A new bill would let domestic violence victims track their abusers with a GPS
Lawmakers in Maryland just passed House Bill 1163, legislation that would require suspected domestic abusers to wear GPS tracking devices.
The tracking devices would link up to victims' phones, sending an alert and contacting the police if their abuser comes within a certain distance of them.
The bill also goes by "Amber's Law," named for 36-year-old Amber Schinault, who was killed by her ex-boyfriend Andrew Kugler in 2012, according to NBC. Schinault had obtained an order of protection against Kugler just a month before her death, following a heated dispute. Kugler was sentenced to life in prison in November 2014.

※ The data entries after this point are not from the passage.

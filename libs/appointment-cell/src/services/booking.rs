// libs/appointment-cell/src/services/booking.rs
use std::sync::Arc;

use chrono::{Duration, NaiveDate, NaiveTime};
use tracing::{debug, info, warn};

use shared_models::{AppError, AppointmentId, DoctorId, PatientId, ProviderRegistry};
use shared_utils::clock::Clock;
use shared_utils::interval::overlaps;
use shared_utils::validation;

use crate::models::{
    Appointment, AppointmentPatch, AppointmentStatus, BookAppointmentRequest, BookingRules,
    NewAppointment, UpdateAppointmentRequest,
};
use crate::store::AppointmentStore;

/// Booking write path. The overlap guard here is authoritative: it runs at
/// commit time even when the caller already consulted the availability
/// resolver, closing the race between "shown as free" and "booked".
pub struct AppointmentBookingService {
    store: Arc<dyn AppointmentStore>,
    registry: Arc<dyn ProviderRegistry>,
    clock: Arc<dyn Clock>,
    rules: BookingRules,
}

impl AppointmentBookingService {
    pub fn new(
        store: Arc<dyn AppointmentStore>,
        registry: Arc<dyn ProviderRegistry>,
        clock: Arc<dyn Clock>,
    ) -> Self {
        Self::with_rules(store, registry, clock, BookingRules::default())
    }

    pub fn with_rules(
        store: Arc<dyn AppointmentStore>,
        registry: Arc<dyn ProviderRegistry>,
        clock: Arc<dyn Clock>,
        rules: BookingRules,
    ) -> Self {
        Self {
            store,
            registry,
            clock,
            rules,
        }
    }

    pub async fn book_appointment(
        &self,
        request: BookAppointmentRequest,
    ) -> Result<Appointment, AppError> {
        debug!(
            "Booking appointment for patient {} with doctor {} on {}",
            request.patient_id, request.doctor_id, request.date
        );

        validation::positive_id(request.patient_id, "patient_id")?;
        validation::positive_id(request.doctor_id, "doctor_id")?;
        let start_time = validation::time_of_day(&request.start_time)?;
        let end_time = validation::time_of_day(&request.end_time)?;
        validation::time_range(start_time, end_time)?;

        let status = match request.status.as_deref() {
            Some(raw) => validation::state_tag::<AppointmentStatus>(raw, "status")?,
            None => AppointmentStatus::Scheduled,
        };

        if !self.registry.patient_exists(request.patient_id).await? {
            warn!("Patient {} not found in registry", request.patient_id);
            return Err(AppError::not_found(format!(
                "patient {}",
                request.patient_id
            )));
        }
        if !self.registry.doctor_exists(request.doctor_id).await? {
            warn!("Doctor {} not found in registry", request.doctor_id);
            return Err(AppError::not_found(format!("doctor {}", request.doctor_id)));
        }

        self.validate_booking_date(request.date)?;

        self.check_conflicts(request.doctor_id, request.date, start_time, end_time, None)
            .await?;

        let now = self.clock.now();
        let appointment = self
            .store
            .create(NewAppointment {
                patient_id: request.patient_id,
                doctor_id: request.doctor_id,
                date: request.date,
                start_time,
                end_time,
                status,
                reason: request.reason,
                notes: request.notes,
                created_at: now,
            })
            .await?;

        info!(
            "Appointment {} booked for patient {} with doctor {} on {}",
            appointment.id, appointment.patient_id, appointment.doctor_id, appointment.date
        );
        Ok(appointment)
    }

    pub async fn update_appointment(
        &self,
        id: AppointmentId,
        request: UpdateAppointmentRequest,
    ) -> Result<Appointment, AppError> {
        let current = self.get_appointment(id).await?;
        self.reject_active_clinical_work(&current, "modified")?;

        let date = request.date.unwrap_or(current.date);
        let start_time = match request.start_time.as_deref() {
            Some(raw) => validation::time_of_day(raw)?,
            None => current.start_time,
        };
        let end_time = match request.end_time.as_deref() {
            Some(raw) => validation::time_of_day(raw)?,
            None => current.end_time,
        };
        validation::time_range(start_time, end_time)?;

        let slot_moved = date != current.date
            || start_time != current.start_time
            || end_time != current.end_time;
        if slot_moved {
            self.validate_booking_date(date)?;
            if current.status.is_occupying() {
                self.check_conflicts(current.doctor_id, date, start_time, end_time, Some(id))
                    .await?;
            }
        }

        let patch = AppointmentPatch {
            date: request.date,
            start_time: request.start_time.is_some().then_some(start_time),
            end_time: request.end_time.is_some().then_some(end_time),
            reason: request.reason,
            notes: request.notes,
            modified_at: Some(self.clock.now()),
            ..AppointmentPatch::default()
        };

        self.store
            .update(id, patch)
            .await?
            .ok_or_else(|| AppError::not_found(format!("appointment {id}")))
    }

    pub async fn delete_appointment(&self, id: AppointmentId) -> Result<(), AppError> {
        let current = self.get_appointment(id).await?;
        self.reject_active_clinical_work(&current, "deleted")?;

        if !self.store.delete(id).await? {
            return Err(AppError::not_found(format!("appointment {id}")));
        }
        info!("Appointment {} deleted", id);
        Ok(())
    }

    pub async fn get_appointment(&self, id: AppointmentId) -> Result<Appointment, AppError> {
        self.store
            .get(id)
            .await?
            .ok_or_else(|| AppError::not_found(format!("appointment {id}")))
    }

    pub async fn list_for_doctor(
        &self,
        doctor_id: DoctorId,
    ) -> Result<Vec<Appointment>, AppError> {
        validation::positive_id(doctor_id, "doctor_id")?;
        self.store.list_for_doctor(doctor_id).await
    }

    pub async fn list_for_patient(
        &self,
        patient_id: PatientId,
    ) -> Result<Vec<Appointment>, AppError> {
        validation::positive_id(patient_id, "patient_id")?;
        self.store.list_for_patient(patient_id).await
    }

    pub async fn list_for_doctor_on_date(
        &self,
        doctor_id: DoctorId,
        date: NaiveDate,
    ) -> Result<Vec<Appointment>, AppError> {
        validation::positive_id(doctor_id, "doctor_id")?;
        self.store.list_for_doctor_on_date(doctor_id, date).await
    }

    // ==========================================================================
    // PRIVATE HELPERS
    // ==========================================================================

    fn validate_booking_date(&self, date: NaiveDate) -> Result<(), AppError> {
        let today = self.clock.today();
        if date < today {
            return Err(AppError::validation(format!(
                "appointment date {date} is in the past (today is {today})"
            )));
        }
        if date > today + Duration::days(self.rules.max_advance_days) {
            return Err(AppError::validation(format!(
                "appointment date {date} is more than {} days ahead",
                self.rules.max_advance_days
            )));
        }
        Ok(())
    }

    /// Work that has started or finished cannot be rewritten or removed.
    fn reject_active_clinical_work(
        &self,
        appointment: &Appointment,
        action: &str,
    ) -> Result<(), AppError> {
        if matches!(
            appointment.status,
            AppointmentStatus::InProgress | AppointmentStatus::Completed
        ) {
            warn!(
                "Appointment {} cannot be {} in status {}",
                appointment.id, action, appointment.status
            );
            return Err(AppError::validation(format!(
                "appointment {} cannot be {} in status {}",
                appointment.id, action, appointment.status
            )));
        }
        Ok(())
    }

    /// Double-booking guard: any occupying appointment for the same doctor
    /// and date whose half-open range intersects the requested one rejects
    /// the write.
    async fn check_conflicts(
        &self,
        doctor_id: DoctorId,
        date: NaiveDate,
        start_time: NaiveTime,
        end_time: NaiveTime,
        exclude_id: Option<AppointmentId>,
    ) -> Result<(), AppError> {
        let existing = self.store.list_for_doctor_on_date(doctor_id, date).await?;

        for other in existing {
            if exclude_id == Some(other.id) || !other.status.is_occupying() {
                continue;
            }
            if overlaps(start_time, end_time, other.start_time, other.end_time) {
                warn!(
                    "Booking conflict for doctor {} on {}: appointment {}",
                    doctor_id, date, other.id
                );
                return Err(AppError::conflict(format!(
                    "time range overlaps appointment {} ({} - {})",
                    other.id, other.start_time, other.end_time
                )));
            }
        }
        Ok(())
    }
}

"Amber and her family did everything that they were supposed to do," Del. Aruna Miller, one of the bill's sponsors, told WBAL-TV in March. "They got a protective order. They changed the locks on their home. They sat outside of their home keeping careful vigilance and, in fact, the police department was right around the corner from their home. Despite all of this, on July 22, 2012, Amber Schinault was brutally murdered by her attacker."
Angela Zarcone, Schinault's mother, said the GPS tracker could take control away from abusers and give it back to victims.
"She can go about living her life and would know if the perpetrator became close to her, she has time to take care of her situation," she told NBC. "I feel like it's the birth of my first grandchild. It's Amber's legacy."
Gov. Larry Hogan is expected to either sign off on the legislation or allow it to pass into law without his signature, according to local news station WJLA.
Either way, local legislators are counting it a victory for domestic violence victims.
Prince George County Councilman Mel Franklin said in a statement that the legislation was unanimously endorsed by the full council: "The passage of Amber's Law is an amazing triumph for survivors of domestic violence and will save countless lives by strengthening protections against domestic violence abusers."